▶ [Prompt]: Instruction for the entries that follow: retype exactly the lines from the line with "#[derive(Debug, Clone, PartialEq, Serialize, Deserialize)]" to the line with "worth another attempt.", both included, and omit all others.
:: Task data
//! The model-call seam: request/response shapes, the [`ModelCaller`] trait,
//! the model catalog and an offline stub.

use async_trait::async_trait;
use serde::{Deserialize, Serialize};
use thiserror::Error;

use crate::recipe::OutputFormat;

#[derive(Debug, Clone, PartialEq, Eq, Serialize, Deserialize)]
pub struct ChatMessage {
    pub role: String,
    pub content: String,
}

impl ChatMessage {
    pub fn user(content: impl Into<String>) -> Self {
        Self {
            role: "user".into(),
            content: content.into(),
        }
    }

    pub fn assistant(content: impl Into<String>) -> Self {
        Self {
            role: "assistant".into(),
            content: content.into(),
        }
    }
}

#[derive(Debug, Clone, PartialEq, Eq, Serialize, Deserialize)]
pub struct ModelRequest {
    pub model_id: String,
    /// Provider-side model name.
    pub api_identifier: String,
    pub max_tokens: u32,
    #[serde(default)]
    pub system: Option<String>,
    pub messages: Vec<ChatMessage>,
    pub response_format: OutputFormat,
}

#[derive(Debug, Clone, Copy, PartialEq, Eq, Serialize, Deserialize)]
#[serde(rename_all = "snake_case")]
pub enum FinishReason {
    Stop,
    Length,
    Truncated,
    Other,
}

impl FinishReason {
    /// Only `length` and `truncated` trigger a continuation.
    pub fn needs_continuation(&self) -> bool {
        matches!(self, FinishReason::Length | FinishReason::Truncated)
    }

    pub fn from_provider(reason: Option<&str>) -> Self {
        match reason {
            None | Some("end_turn") | Some("stop") | Some("stop_sequence") => FinishReason::Stop,
            Some("max_tokens") | Some("length") => FinishReason::Length,
            Some("truncated") => FinishReason::Truncated,
            Some(_) => FinishReason::Other,
        }
    }
}

#[derive(Debug, Clone, PartialEq, Serialize, Deserialize)]
pub struct ModelResponse {
    pub content: String,
    pub finish_reason: FinishReason,
    pub input_tokens: u32,
    pub output_tokens: u32,
    pub processing_time_ms: u64,
    pub raw_provider_response: serde_json::Value,
}

#[derive(Debug, Clone, Error)]
#[error("{message}")]
pub struct ModelCallError {
    pub message: String,
    /// Transient failures (rate limit, 5xx, network) are worth another attempt.
    pub retryable: bool,
}

impl ModelCallError {
    pub fn retryable(message: impl Into<String>) -> Self {
        Self {
            message: message.into(),
            retryable: true,
        }
    }

    pub fn fatal(message: impl Into<String>) -> Self {
        Self {
            message: message.into(),
            retryable: false,
        }
    }
}

/// Calls an AI model on behalf of a job.
#[async_trait]
pub trait ModelCaller: Send + Sync {
    async fn call_model(
        &self,
        request: &ModelRequest,
        auth_token: &str,
    ) -> Result<ModelResponse, ModelCallError>;
}

#[derive(Debug, Clone, PartialEq, Eq, Serialize, Deserialize)]
pub struct ModelInfo {
    pub id: String,
    pub display_name: String,
    pub api_identifier: String,
}

#[derive(Debug, Clone, PartialEq, Eq, Serialize, Deserialize)]
pub struct ModelCatalog {
    pub models: Vec<ModelInfo>,
}

impl Default for ModelCatalog {
    fn default() -> Self {
        let model = |id: &str, name: &str, api: &str| ModelInfo {
            id: id.into(),
            display_name: name.into(),
            api_identifier: api.into(),
        };
        Self {
            models: vec![
                model("claude-haiku", "Claude Haiku", "claude-haiku-4-5-20251001"),
                model("claude-sonnet", "Claude Sonnet", "claude-sonnet-4-5-20250929"),
                model("claude-opus", "Claude Opus", "claude-opus-4-6"),
            ],
        }
    }
}

impl ModelCatalog {
    pub fn new(models: Vec<ModelInfo>) -> Self {
        Self { models }
    }

    pub fn get(&self, id: &str) -> Option<&ModelInfo> {
        self.models.iter().find(|m| m.id == id)
    }
}

/// Deterministic offline model. Answers JSON requests with a JSON object and
/// everything else with a short markdown draft.
#[derive(Debug, Clone, Default)]
pub struct StubModel;

#[async_trait]
impl ModelCaller for StubModel {
    async fn call_model(
        &self,
        request: &ModelRequest,
        _auth_token: &str,
    ) -> Result<ModelResponse, ModelCallError> {
        let topic = request
            .messages
            .iter()
            .rev()
            .find(|m| m.role == "user")
            .and_then(|m| m.content.lines().find(|l| !l.trim().is_empty()))
            .unwrap_or("untitled")
            .trim()
            .to_string();

        let content = match request.response_format {
            OutputFormat::Json => serde_json::json!({
                "model": request.api_identifier,
                "summary": topic,
            })
            .to_string(),
            OutputFormat::Markdown => {
                format!("# Draft by {}\n\n{topic}\n", request.api_identifier)
            }
        };
        let output_tokens = content.split_whitespace().count() as u32;

        Ok(ModelResponse {
            raw_provider_response: serde_json::json!({
                "provider": "stub",
                "content": content,
            }),
            content,
            finish_reason: FinishReason::Stop,
            input_tokens: 0,
            output_tokens,
            processing_time_ms: 0,
        })
    }
}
::::
▶ [Result for this exercise]:
#[derive(Debug, Clone, PartialEq, Serialize, Deserialize)]
pub struct ModelResponse {
    pub content: String,
    pub finish_reason: FinishReason,
    pub input_tokens: u32,
    pub output_tokens: u32,
    pub processing_time_ms: u64,
    pub raw_provider_response: serde_json::Value,
}

#[derive(Debug, Clone, Error)]
#[error("{message}")]
pub struct ModelCallError {
    pub message: String,
    /// Transient failures (rate limit, 5xx, network) are worth another attempt.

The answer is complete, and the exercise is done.